Sailing the Caribbean Ocean in the Riviera Maya with clear turquoise waters and blue skies you may think at some point... "I wonder how fast we are moving" It is a question our Captain will be happy to answer if you visit him at the helm, he will tell you how fast the beautiful 65 foot catamaran is cruising in knots.
When the nautical mile (1.852 kilometers) was introduced in the 15th century, sailors had a handy standard against which to measure speed and created out of necessity, the chip log, the world’s first maritime speedometer. The brave Sailors used materials they had on hand, A wedge-shaped piece of wood, a small glass timer, and a really long rope. However not any rope! Based on the length of the nautical mile, knots were tied along the log line at intervals of 14.4 meters. One end was secured to the ship’s stern and the other was attached to the wooden board, which was dropped into the water.
As one sailor watched the sand empty through the 30-second glass, his shipmate held the line as it played out behind the ship and counted the knots as they passed between his fingers. Dividing that 14.4 meters by 30 seconds told them that one knot equaled 1.85166 kilometers per hour, or one nautical mile. By performing the calculation using the actual number of knots that unspooled, the sailors were able to measure the ship’s speed.

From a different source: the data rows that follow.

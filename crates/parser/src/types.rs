// Type token parsing
//
//   name:[base<subtype;subtype>]

use crate::ast::TypeDescriptor;
use crate::subtype::{optional_inner, parse_subtype};
use lexer::{Symbol, scan};

/// Parse one type token into its structural description. Macros are not
/// applied here; see [`crate::SignatureParser::parse_type`].
pub fn parse_type(token: &str) -> TypeDescriptor {
    let (name, remainder) = split_name(token);
    let remainder = remainder.trim();

    TypeDescriptor {
        name,
        base: base_type(remainder),
        subtype: parse_subtype(remainder),
        optional: optional_inner(remainder).is_some(),
    }
}

/// Split a `name:` prefix off the token. Only a colon seen before any `<`
/// counts, and both sides must be non-empty.
fn split_name(token: &str) -> (Option<String>, &str) {
    for spanned in scan(token) {
        match spanned.symbol {
            Symbol::LAngle => break,
            Symbol::Colon => {
                let name = token[..spanned.span.start].trim();
                let rest = &token[spanned.span.end..];

                if name.is_empty() || rest.trim().is_empty() {
                    break;
                }
                return (Some(name.to_string()), rest);
            }
            _ => {}
        }
    }

    (None, token)
}

/// Everything before the first `<`, without square brackets.
fn base_type(remainder: &str) -> String {
    let base: String = scan(remainder)
        .iter()
        .take_while(|s| s.symbol != Symbol::LAngle)
        .filter(|s| !matches!(s.symbol, Symbol::LBracket | Symbol::RBracket))
        .map(|s| s.text)
        .collect();

    base.trim().to_string()
}
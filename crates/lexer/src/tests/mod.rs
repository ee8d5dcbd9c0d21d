// Test module for lexer
//
// This module contains unit tests for the signet symbol scanner and the
// nesting-aware splitter built on top of it.

mod split_tests;
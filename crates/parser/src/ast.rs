// crates/parser/src/ast.rs

use serde::Serialize;
use std::ops::{Deref, DerefMut};

/// One parsed type occurrence, e.g. `test:[tuple<string;int>]`.
#[derive(Debug, Clone, PartialEq, Eq, Serialize)]
pub struct TypeDescriptor {
    pub name: Option<String>,
    #[serde(rename = "type")]
    pub base: String,
    pub subtype: Vec<String>,
    pub optional: bool,
}

/// Relational triple from a dependent metadata block (`A < B`).
#[derive(Debug, Clone, PartialEq, Eq, Serialize)]
pub struct DependentConstraint {
    pub left: String,
    pub operator: String,
    pub right: String,
}

/// One stage of a signature: its types plus any dependent metadata
/// declared before `::`.
#[derive(Debug, Clone, PartialEq, Eq, Default, Serialize)]
pub struct ParameterList {
    pub types: Vec<TypeDescriptor>,
    pub dependent: Option<Vec<DependentConstraint>>,
}

impl Deref for ParameterList {
    type Target = Vec<TypeDescriptor>;

    fn deref(&self) -> &Self::Target {
        &self.types
    }
}

impl DerefMut for ParameterList {
    fn deref_mut(&mut self) -> &mut Self::Target {
        &mut self.types
    }
}

/// Arrow-separated stages, inputs first and the output stage last.
#[derive(Debug, Clone, PartialEq, Eq, Default, Serialize)]
#[serde(transparent)]
pub struct Signature {
    pub stages: Vec<ParameterList>,
}

impl Signature {
    /// Every stage but the last.
    pub fn inputs(&self) -> &[ParameterList] {
        match self.stages.split_last() {
            Some((_, inputs)) => inputs,
            None => &[],
        }
    }

    /// The final (return type) stage.
    pub fn output(&self) -> Option<&ParameterList> {
        self.stages.last()
    }
}

impl Deref for Signature {
    type Target = Vec<ParameterList>;

    fn deref(&self) -> &Self::Target {
        &self.stages
    }
}

impl DerefMut for Signature {
    fn deref_mut(&mut self) -> &mut Self::Target {
        &mut self.stages
    }
}
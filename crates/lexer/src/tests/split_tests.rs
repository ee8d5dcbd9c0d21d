// Splitter Tests
//
// Tests for depth-aware splitting on each delimiter the parser uses.

use crate::split::{
    is_arrow, is_comma, is_double_colon, is_subtype_delimiter, split_on_symbol, split_spanned,
    Piece,
};

// ==================== COMMA TESTS ====================

#[test]
fn test_split_simple_commas() {
    assert_eq!(split_on_symbol(is_comma, "a,b,c"), vec!["a", "b", "c"]);
}

#[test]
fn test_split_keeps_surrounding_whitespace() {
    assert_eq!(
        split_on_symbol(is_comma, "name:string, options:[object]"),
        vec!["name:string", " options:[object]"]
    );
}

#[test]
fn test_split_does_not_break_generics() {
    assert_eq!(
        split_on_symbol(is_comma, "definition:tuple<string,tuple<int,int>>, b:int"),
        vec!["definition:tuple<string,tuple<int,int>>", " b:int"]
    );
}

#[test]
fn test_split_without_delimiter() {
    assert_eq!(split_on_symbol(is_comma, "int"), vec!["int"]);
}

// ==================== SUBTYPE DELIMITER TESTS ====================

#[test]
fn test_split_on_semicolons_and_commas() {
    assert_eq!(
        split_on_symbol(is_subtype_delimiter, "string;tuple<string;int>,int"),
        vec!["string", "tuple<string;int>", "int"]
    );
}

#[test]
fn test_split_ignores_escaped_delimiters() {
    assert_eq!(
        split_on_symbol(is_subtype_delimiter, "%;%<%>%%"),
        vec!["%;%<%>%%"]
    );
}

#[test]
fn test_split_escaped_comma_stays_in_piece() {
    assert_eq!(split_on_symbol(is_comma, "a%,b,c"), vec!["a%,b", "c"]);
}

// ==================== ARROW TESTS ====================

#[test]
fn test_split_on_arrows() {
    assert_eq!(
        split_on_symbol(is_arrow, "name:string => * => tuple<int;int>"),
        vec!["name:string ", " * ", " tuple<int;int>"]
    );
}

#[test]
fn test_arrow_inside_generic_is_kept() {
    assert_eq!(
        split_on_symbol(is_arrow, "function<* => boolean> => boolean"),
        vec!["function<* => boolean> ", " boolean"]
    );
}

#[test]
fn test_arrow_after_metadata_comparisons() {
    // `<` in the metadata opens depth, `::` closes it again
    assert_eq!(
        split_on_symbol(is_arrow, "A < B, B < C :: A:int => *"),
        vec!["A < B, B < C :: A:int ", " *"]
    );
}

// ==================== DOUBLE COLON TESTS ====================

#[test]
fn test_split_on_double_colon() {
    assert_eq!(
        split_on_symbol(is_double_colon, "A < B :: A:int, B:int"),
        vec!["A < B ", " A:int, B:int"]
    );
}

#[test]
fn test_single_colon_is_not_double() {
    assert_eq!(split_on_symbol(is_double_colon, "name:int"), vec!["name:int"]);
}

#[test]
fn test_triple_colon_splits_once() {
    assert_eq!(split_on_symbol(is_double_colon, "a:::b"), vec!["a", ":b"]);
}

// ==================== EMPTY PIECE TESTS ====================

#[test]
fn test_consecutive_delimiters_keep_empty_piece() {
    assert_eq!(split_on_symbol(is_comma, "a,,b"), vec!["a", "", "b"]);
}

#[test]
fn test_trailing_delimiter_drops_final_empty_piece() {
    assert_eq!(split_on_symbol(is_comma, "a,b,"), vec!["a", "b"]);
}

#[test]
fn test_leading_delimiter_keeps_empty_piece() {
    assert_eq!(split_on_symbol(is_comma, ",a"), vec!["", "a"]);
}

#[test]
fn test_empty_input_yields_nothing() {
    assert!(split_on_symbol(is_comma, "").is_empty());
}

// ==================== SPAN TESTS ====================

#[test]
fn test_piece_spans() {
    assert_eq!(
        split_spanned(is_comma, "ab,cd"),
        vec![
            Piece { text: "ab".to_string(), span: 0..2 },
            Piece { text: "cd".to_string(), span: 3..5 },
        ]
    );
}

#[test]
fn test_piece_spans_skip_arrow() {
    let pieces = split_spanned(is_arrow, "a=>b");
    assert_eq!(pieces[0].span, 0..1);
    assert_eq!(pieces[1].span, 3..4);
}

Today, maritime speed is determined by ultrasonic sensors or Doppler measurement, and the 30-second divisor in the rate equation has been replaced by 28. But the instrument for measuring a vessel’s speed is still called a log, and marine and aeronautical distances are still measured in nautical miles. So do not worry... While you are chilling out catching some rays, enjoying a cocktail or the beautiful view you can be rest assured you will not have to count the knots!!